§ **What to work on**
In the listing below, every line with the word "lock" needs to be copied.

§ **Provided data**
//! Embedded static assets
//!
//! Falls back to serving from the filesystem when an asset is not embedded.

use axum::{
    body::Body,
    http::{header, Request, StatusCode},
    response::{IntoResponse, Response},
};
use rust_embed::Embed;
use std::path::PathBuf;

#[derive(Embed)]
#[folder = "ui"]
struct Assets;

fn file_response(path: &str, content: Vec<u8>) -> Response {
    let mime = mime_guess::from_path(path).first_or_octet_stream();
    (
        StatusCode::OK,
        [(header::CONTENT_TYPE, mime.as_ref().to_string())],
        content,
    )
        .into_response()
}

/// Serve embedded static files, with filesystem fallback for development
pub async fn serve_static(req: Request<Body>) -> Response {
    let path = req.uri().path().trim_start_matches('/');

    if let Some(content) = Assets::get(path) {
        return file_response(path, content.data.into_owned());
    }

    // Never resolve outside the ui folder
    if !path.split('/').any(|segment| segment == "..") {
        if let Ok(content) = std::fs::read(PathBuf::from("ui").join(path)) {
            return file_response(path, content);
        }
    }

    (StatusCode::NOT_FOUND, "Not found").into_response()
}

/// Get the index.html content (embedded or from filesystem)
pub fn get_index_html() -> Option<String> {
    if let Some(content) = Assets::get("index.html") {
        return String::from_utf8(content.data.into_owned()).ok();
    }

    std::fs::read_to_string("ui/index.html").ok()
}
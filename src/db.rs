//! Database module for the game server
//!
//! A single SQLite key-value table holds the aggregate Stats record.

mod schema;

pub use schema::STATS_KEY;
use schema::SCHEMA;

use crate::game::Stats;
use chrono::Utc;
use rusqlite::{params, Connection, OptionalExtension};
use std::path::Path;
use std::sync::{Arc, Mutex, MutexGuard};
use thiserror::Error;

#[derive(Error, Debug)]
pub enum DbError {
    #[error("Database error: {0}")]
    Sqlite(#[from] rusqlite::Error),
    #[error("Stored value for {key} is not valid JSON: {source}")]
    CorruptValue {
        key: String,
        source: serde_json::Error,
    },
    #[error("Failed to encode value: {0}")]
    Encode(#[source] serde_json::Error),
    #[error("Database connection lock poisoned")]
    Poisoned,
}

pub type DbResult<T> = Result<T, DbError>;

/// Thread-safe database handle
#[derive(Clone)]
pub struct Database {
    conn: Arc<Mutex<Connection>>,
}

impl Database {
    /// Open or create database at the given path
    pub fn open<P: AsRef<Path>>(path: P) -> DbResult<Self> {
        Self::init(Connection::open(path)?)
    }

    /// Open an in-memory database (for testing)
    #[allow(dead_code)] // Used in tests
    pub fn open_in_memory() -> DbResult<Self> {
        Self::init(Connection::open_in_memory()?)
    }

    fn init(conn: Connection) -> DbResult<Self> {
        conn.execute_batch(SCHEMA)?;
        Ok(Self {
            conn: Arc::new(Mutex::new(conn)),
        })
    }

    fn conn(&self) -> DbResult<MutexGuard<'_, Connection>> {
        self.conn.lock().map_err(|_| DbError::Poisoned)
    }

    // ==================== Key-Value Operations ====================

    fn get_value(&self, key: &str) -> DbResult<Option<String>> {
        let conn = self.conn()?;
        let value = conn
            .query_row("SELECT value FROM kv WHERE key = ?1", params![key], |row| {
                row.get(0)
            })
            .optional()?;
        Ok(value)
    }

    fn put_value(&self, key: &str, value: &str) -> DbResult<()> {
        let conn = self.conn()?;
        conn.execute(
            "INSERT INTO kv (key, value, updated_at) VALUES (?1, ?2, ?3)
             ON CONFLICT(key) DO UPDATE SET value = excluded.value, updated_at = excluded.updated_at",
            params![key, value, Utc::now().to_rfc3339()],
        )?;
        Ok(())
    }

    // ==================== Stats Operations ====================

    /// Load the Stats record; a missing record reads as all zeros
    pub fn get_stats(&self) -> DbResult<Stats> {
        match self.get_value(STATS_KEY)? {
            Some(json) => serde_json::from_str(&json).map_err(|source| DbError::CorruptValue {
                key: STATS_KEY.to_string(),
                source,
            }),
            None => Ok(Stats::default()),
        }
    }

    /// Overwrite the Stats record
    pub fn save_stats(&self, stats: &Stats) -> DbResult<()> {
        let json = serde_json::to_string(stats).map_err(DbError::Encode)?;
        self.put_value(STATS_KEY, &json)
    }
}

§ **Finished task**
    #[error("Database connection lock poisoned")]
        self.conn.lock().map_err(|_| DbError::Poisoned)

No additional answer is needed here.